> _What needs to be done_:
Below is a listing. Write out exactly its lines between the one holding "pub fn recent(&self)" and the one holding "Some(ingestor) => ingestor.next(&mut", inclusive.

(Material provided begins)

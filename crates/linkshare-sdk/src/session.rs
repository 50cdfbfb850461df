use std::sync::Arc;

use linkshare_gate::{Draft, LikeGate};
use linkshare_remote::{RemoteError, RemoteStore};
use linkshare_replica::{
    FeedTab, IngestReport, LocalStore, MalformedRecord, ProjectionEngine, ReplicaIngestor, Upsert,
};
use linkshare_types::{Clock, PostId, Record, SystemClock};
use serde::{Deserialize, Serialize};
use tracing::{info, warn};

use crate::config::SessionConfig;
use crate::error::SdkResult;
use crate::share::{base_link, build_link, ViewMode};
use crate::writer::WriteCoordinator;

/// Where a session is in its lifecycle.
#[derive(Clone, Copy, Debug, PartialEq, Eq, Serialize, Deserialize)]
#[serde(rename_all = "kebab-case")]
pub enum SessionStatus {
    /// Waiting for the shared post to arrive.
    Loading,
    Ready,
    /// The shared post does not exist.
    NotFound,
    /// The remote store refused to serve reads.
    Offline,
}

/// One client session.
///
/// Owns the local store, the like gate, the draft and the ingest feed, and
/// mutates them only through `&mut self`. The view mode is fixed when the
/// session opens.
pub struct Session {
    config: SessionConfig,
    mode: ViewMode,
    status: SessionStatus,
    store: LocalStore,
    gate: LikeGate,
    draft: Draft,
    writer: WriteCoordinator,
    ingestor: Option<ReplicaIngestor>,
}

impl Session {
    /// Open a session using the system clock.
    pub fn open(remote: Arc<dyn RemoteStore>, config: SessionConfig, mode: ViewMode) -> SdkResult<Self> {
        Self::with_clock(remote, Arc::new(SystemClock), config, mode)
    }

    /// Open a session for a request query such as `?post=abc`.
    pub fn from_query(remote: Arc<dyn RemoteStore>, config: SessionConfig, query: &str) -> SdkResult<Self> {
        Self::open(remote, config, ViewMode::from_query(query))
    }

    pub fn with_clock(
        remote: Arc<dyn RemoteStore>,
        clock: Arc<dyn Clock>,
        config: SessionConfig,
        mode: ViewMode,
    ) -> SdkResult<Self> {
        config.validate()?;

        let (store, started) = match &mode {
            ViewMode::LiveFeed => (
                LocalStore::live(config.retention_cap),
                ReplicaIngestor::start_live(remote.as_ref(), &config.namespace),
            ),
            ViewMode::SingleShared(id) => (
                LocalStore::singleton(),
                ReplicaIngestor::fetch_once(remote.as_ref(), &config.namespace, id.as_str()),
            ),
        };

        let (status, ingestor) = match started {
            Ok(ingestor) if mode.is_live() => (SessionStatus::Ready, Some(ingestor)),
            Ok(ingestor) => (SessionStatus::Loading, Some(ingestor)),
            Err(RemoteError::Unavailable) => {
                warn!(namespace = %config.namespace, "remote unavailable; session offline");
                (SessionStatus::Offline, None)
            }
            Err(e) => return Err(e.into()),
        };

        info!(%mode, ?status, namespace = %config.namespace, "session opened");
        let writer = WriteCoordinator::new(remote, config.namespace.clone(), clock);
        Ok(Self {
            config,
            mode,
            status,
            store,
            gate: LikeGate::new(),
            draft: Draft::default(),
            writer,
            ingestor,
        })
    }

    pub fn config(&self) -> &SessionConfig {
        &self.config
    }

    pub fn mode(&self) -> &ViewMode {
        &self.mode
    }

    pub fn status(&self) -> SessionStatus {
        self.status
    }

    pub fn store(&self) -> &LocalStore {
        &self.store
    }

    pub fn draft(&self) -> &Draft {
        &self.draft
    }

    pub fn draft_mut(&mut self) -> &mut Draft {
        &mut self.draft
    }

    /// Post the draft. On success the content is cleared and the author kept.
    pub fn submit_draft(&mut self) -> SdkResult<Record> {
        let record = self
            .writer
            .create_post(&mut self.store, &self.draft.content, &self.draft.author)?;
        self.draft.clear_content();
        Ok(record)
    }

    pub fn create_post(&mut self, content: &str, author: &str) -> SdkResult<Record> {
        Ok(self.writer.create_post(&mut self.store, content, author)?)
    }

    pub fn like_post(&mut self, id: &PostId) -> SdkResult<u64> {
        Ok(self.writer.like_post(&mut self.store, &mut self.gate, id)?)
    }

    pub fn has_liked(&self, id: &PostId) -> bool {
        self.gate.contains(id)
    }

    pub fn projections(&self) -> ProjectionEngine<'_> {
        ProjectionEngine::over(&self.store, self.config.projection)
    }

    pub fn view(&self, tab: FeedTab, query: &str) -> Vec<Record> {
        self.projections().view(tab, query)
    }

    pub fn home(&self) -> Vec<Record> {
        self.projections().home()
    }

    pub fn recent(&self) -> Vec<Record> {
        self.projections().recent()
    }

    pub fn trending(&self) -> Vec<Record> {
        self.projections().trending()
    }

    pub fn search(&self, query: &str) -> Vec<Record> {
        self.projections().search(query)
    }

    pub fn share_link(&self, id: &PostId) -> String {
        build_link(&self.config.share, id)
    }

    /// Link back to the full feed.
    pub fn exit_link(&self) -> String {
        base_link(&self.config.share)
    }

    /// Apply every delivery already waiting.
    pub fn pump(&mut self) -> IngestReport {
        let report = match self.ingestor.as_mut() {
            Some(ingestor) => ingestor.poll(&mut self.store),
            None => IngestReport::default(),
        };
        self.settle();
        report
    }

    /// Wait for the next delivery and apply it. `None` once the feed ends.
    pub async fn next_event(&mut self) -> Option<Result<Upsert, MalformedRecord>> {
        let event = match self.ingestor.as_mut() {
            Some(ingestor) => ingestor.next(&mut self.store).await,
            None => None,
        };
        self.settle();
        event
    }

    /// Stop receiving updates. Returns `false` if already stopped.
    pub fn shutdown(&mut self) -> bool {
        let stopped = self.ingestor.as_mut().is_some_and(ReplicaIngestor::shutdown);
        if stopped {
            info!(mode = %self.mode, "session shut down");
        }
        stopped
    }

    /// Resolve a loading single-post view once its fetch has answered.
    fn settle(&mut self) {
        if self.status != SessionStatus::Loading {
            return;
        }
        let finished = self.ingestor.as_ref().map_or(true, ReplicaIngestor::is_finished);
        if finished {
            self.status = if self.store.is_empty() {
                SessionStatus::NotFound
            } else {
                SessionStatus::Ready
            };
            info!(mode = %self.mode, status = ?self.status, "shared post resolved");
        }
    }
}

#[cfg(test)]
mod tests {
    use linkshare_gate::GateError;
    use linkshare_remote::MemoryRemote;
    use linkshare_types::{ManualClock, Millis};

    use super::*;
    use crate::error::SdkError;

    fn session(remote: &Arc<MemoryRemote>, mode: ViewMode) -> Session {
        let clock = Arc::new(ManualClock::new(Millis::new(1000)));
        Session::with_clock(remote.clone(), clock, SessionConfig::default(), mode).unwrap()
    }

    #[test]
    fn create_like_and_read_back() {
        let remote = Arc::new(MemoryRemote::new());
        let mut s = session(&remote, ViewMode::LiveFeed);
        assert_eq!(s.status(), SessionStatus::Ready);

        let record = s.create_post("hi", "alice").unwrap();
        assert_eq!(s.like_post(&record.id).unwrap(), 1);
        assert!(matches!(
            s.like_post(&record.id),
            Err(SdkError::Gate(GateError::AlreadyLiked { .. }))
        ));
        assert!(s.has_liked(&record.id));

        let recent = s.recent();
        assert_eq!(recent.len(), 1);
        assert_eq!(recent[0].id, record.id);
        assert_eq!(recent[0].content, "hi");
        assert_eq!(recent[0].author, "alice");
        assert_eq!(recent[0].created_at, Millis::new(1000));
        assert_eq!(recent[0].like_count, 1);

        // The echoes of both writes change nothing.
        s.pump();
        assert_eq!(s.recent(), recent);
    }

    #[test]
    fn submit_draft_clears_content_only() {
        let remote = Arc::new(MemoryRemote::new());
        let mut s = session(&remote, ViewMode::LiveFeed);
        s.draft_mut().set_author("alice");
        assert!(matches!(s.submit_draft(), Err(SdkError::Validation(_))));

        s.draft_mut().set_content("hello");
        s.submit_draft().unwrap();
        assert_eq!(s.draft().content, "");
        assert_eq!(s.draft().author, "alice");
        assert_eq!(s.home().len(), 1);
    }

    #[test]
    fn sessions_see_each_other() {
        let remote = Arc::new(MemoryRemote::new());
        let mut a = session(&remote, ViewMode::LiveFeed);
        let mut b = session(&remote, ViewMode::LiveFeed);

        let record = a.create_post("from a", "amy").unwrap();
        b.pump();
        assert_eq!(b.home(), vec![record.clone()]);

        b.like_post(&record.id).unwrap();
        a.pump();
        assert_eq!(a.home()[0].like_count, 1);
        assert!(!a.has_liked(&record.id));
    }

    #[test]
    fn shared_post_resolves_to_ready() {
        let remote = Arc::new(MemoryRemote::new());
        let mut writer = session(&remote, ViewMode::LiveFeed);
        let record = writer.create_post("shared", "sam").unwrap();
        writer.create_post("other", "sam").unwrap();

        let link = writer.share_link(&record.id);
        let mut reader = session(&remote, ViewMode::from_link(&link));
        assert_eq!(reader.status(), SessionStatus::Loading);

        reader.pump();
        assert_eq!(reader.status(), SessionStatus::Ready);
        assert_eq!(reader.home(), vec![record.clone()]);
        assert_eq!(reader.exit_link(), "http://localhost:8080/");

        // Single-post views are never subscribed.
        writer.like_post(&record.id).unwrap();
        reader.pump();
        assert_eq!(reader.home()[0].like_count, 0);
    }

    #[test]
    fn missing_shared_post_is_not_found() {
        let remote = Arc::new(MemoryRemote::new());
        let mut s = Session::from_query(remote, SessionConfig::default(), "?post=nope").unwrap();
        s.pump();
        assert_eq!(s.status(), SessionStatus::NotFound);
        assert!(s.home().is_empty());
        assert!(matches!(
            s.like_post(&PostId::parse("nope").unwrap()),
            Err(SdkError::Gate(GateError::NotFound { .. }))
        ));
    }

    #[test]
    fn liking_the_shared_post_works() {
        let remote = Arc::new(MemoryRemote::new());
        let record = session(&remote, ViewMode::LiveFeed).create_post("x", "y").unwrap();

        let mut reader = session(&remote, ViewMode::SingleShared(record.id.clone()));
        reader.pump();
        assert_eq!(reader.like_post(&record.id).unwrap(), 1);
        assert_eq!(reader.home()[0].like_count, 1);
    }

    #[test]
    fn offline_remote_opens_offline() {
        let remote = Arc::new(MemoryRemote::new());
        remote.set_connected(false);
        let mut s = session(&remote, ViewMode::LiveFeed);
        assert_eq!(s.status(), SessionStatus::Offline);
        assert!(s.pump().is_empty());

        // Writes still land locally.
        let record = s.create_post("hi", "alice").unwrap();
        assert_eq!(s.home(), vec![record]);
    }

    #[test]
    fn invalid_config_is_rejected() {
        let remote = Arc::new(MemoryRemote::new());
        let config = SessionConfig {
            retention_cap: 0,
            ..SessionConfig::default()
        };
        assert!(matches!(
            Session::open(remote, config, ViewMode::LiveFeed),
            Err(SdkError::Config(_))
        ));
    }

    #[test]
    fn shutdown_unsubscribes_once() {
        let remote = Arc::new(MemoryRemote::new());
        let mut s = session(&remote, ViewMode::LiveFeed);
        assert_eq!(remote.subscriber_count(), 1);
        assert!(s.shutdown());
        assert!(!s.shutdown());
        assert_eq!(remote.subscriber_count(), 0);

        session(&remote, ViewMode::LiveFeed).create_post("late", "x").unwrap();
        s.pump();
        assert!(s.home().is_empty());
    }

    #[test]
    fn retention_cap_applies_to_live_view() {
        let remote = Arc::new(MemoryRemote::new());
        let clock = Arc::new(ManualClock::new(Millis::new(1)));
        let config = SessionConfig {
            retention_cap: 3,
            ..SessionConfig::default()
        };
        let mut s = Session::with_clock(remote, clock.clone(), config, ViewMode::LiveFeed).unwrap();
        for i in 0..5 {
            clock.advance(10);
            s.create_post(&format!("post {i}"), "a").unwrap();
        }
        s.pump();
        let contents: Vec<String> = s.home().into_iter().map(|r| r.content).collect();
        assert_eq!(contents, vec!["post 4", "post 3", "post 2"]);
    }

    #[tokio::test]
    async fn next_event_settles_shared_view() {
        let remote = Arc::new(MemoryRemote::new());
        let record = session(&remote, ViewMode::LiveFeed).create_post("x", "y").unwrap();

        let mut reader = session(&remote, ViewMode::SingleShared(record.id.clone()));
        assert_eq!(reader.next_event().await, Some(Ok(Upsert::Inserted)));
        assert_eq!(reader.status(), SessionStatus::Ready);
        assert_eq!(reader.next_event().await, None);
    }
}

(Material provided ends)

> _Answer to this problem_:
    pub fn recent(&self) -> Vec<Record> {
        self.projections().recent()
    }

    pub fn trending(&self) -> Vec<Record> {
        self.projections().trending()
    }

    pub fn search(&self, query: &str) -> Vec<Record> {
        self.projections().search(query)
    }

    pub fn share_link(&self, id: &PostId) -> String {
        build_link(&self.config.share, id)
    }

    /// Link back to the full feed.
    pub fn exit_link(&self) -> String {
        base_link(&self.config.share)
    }

    /// Apply every delivery already waiting.
    pub fn pump(&mut self) -> IngestReport {
        let report = match self.ingestor.as_mut() {
            Some(ingestor) => ingestor.poll(&mut self.store),
            None => IngestReport::default(),
        };
        self.settle();
        report
    }

    /// Wait for the next delivery and apply it. `None` once the feed ends.
    pub async fn next_event(&mut self) -> Option<Result<Upsert, MalformedRecord>> {
        let event = match self.ingestor.as_mut() {
            Some(ingestor) => ingestor.next(&mut self.store).await,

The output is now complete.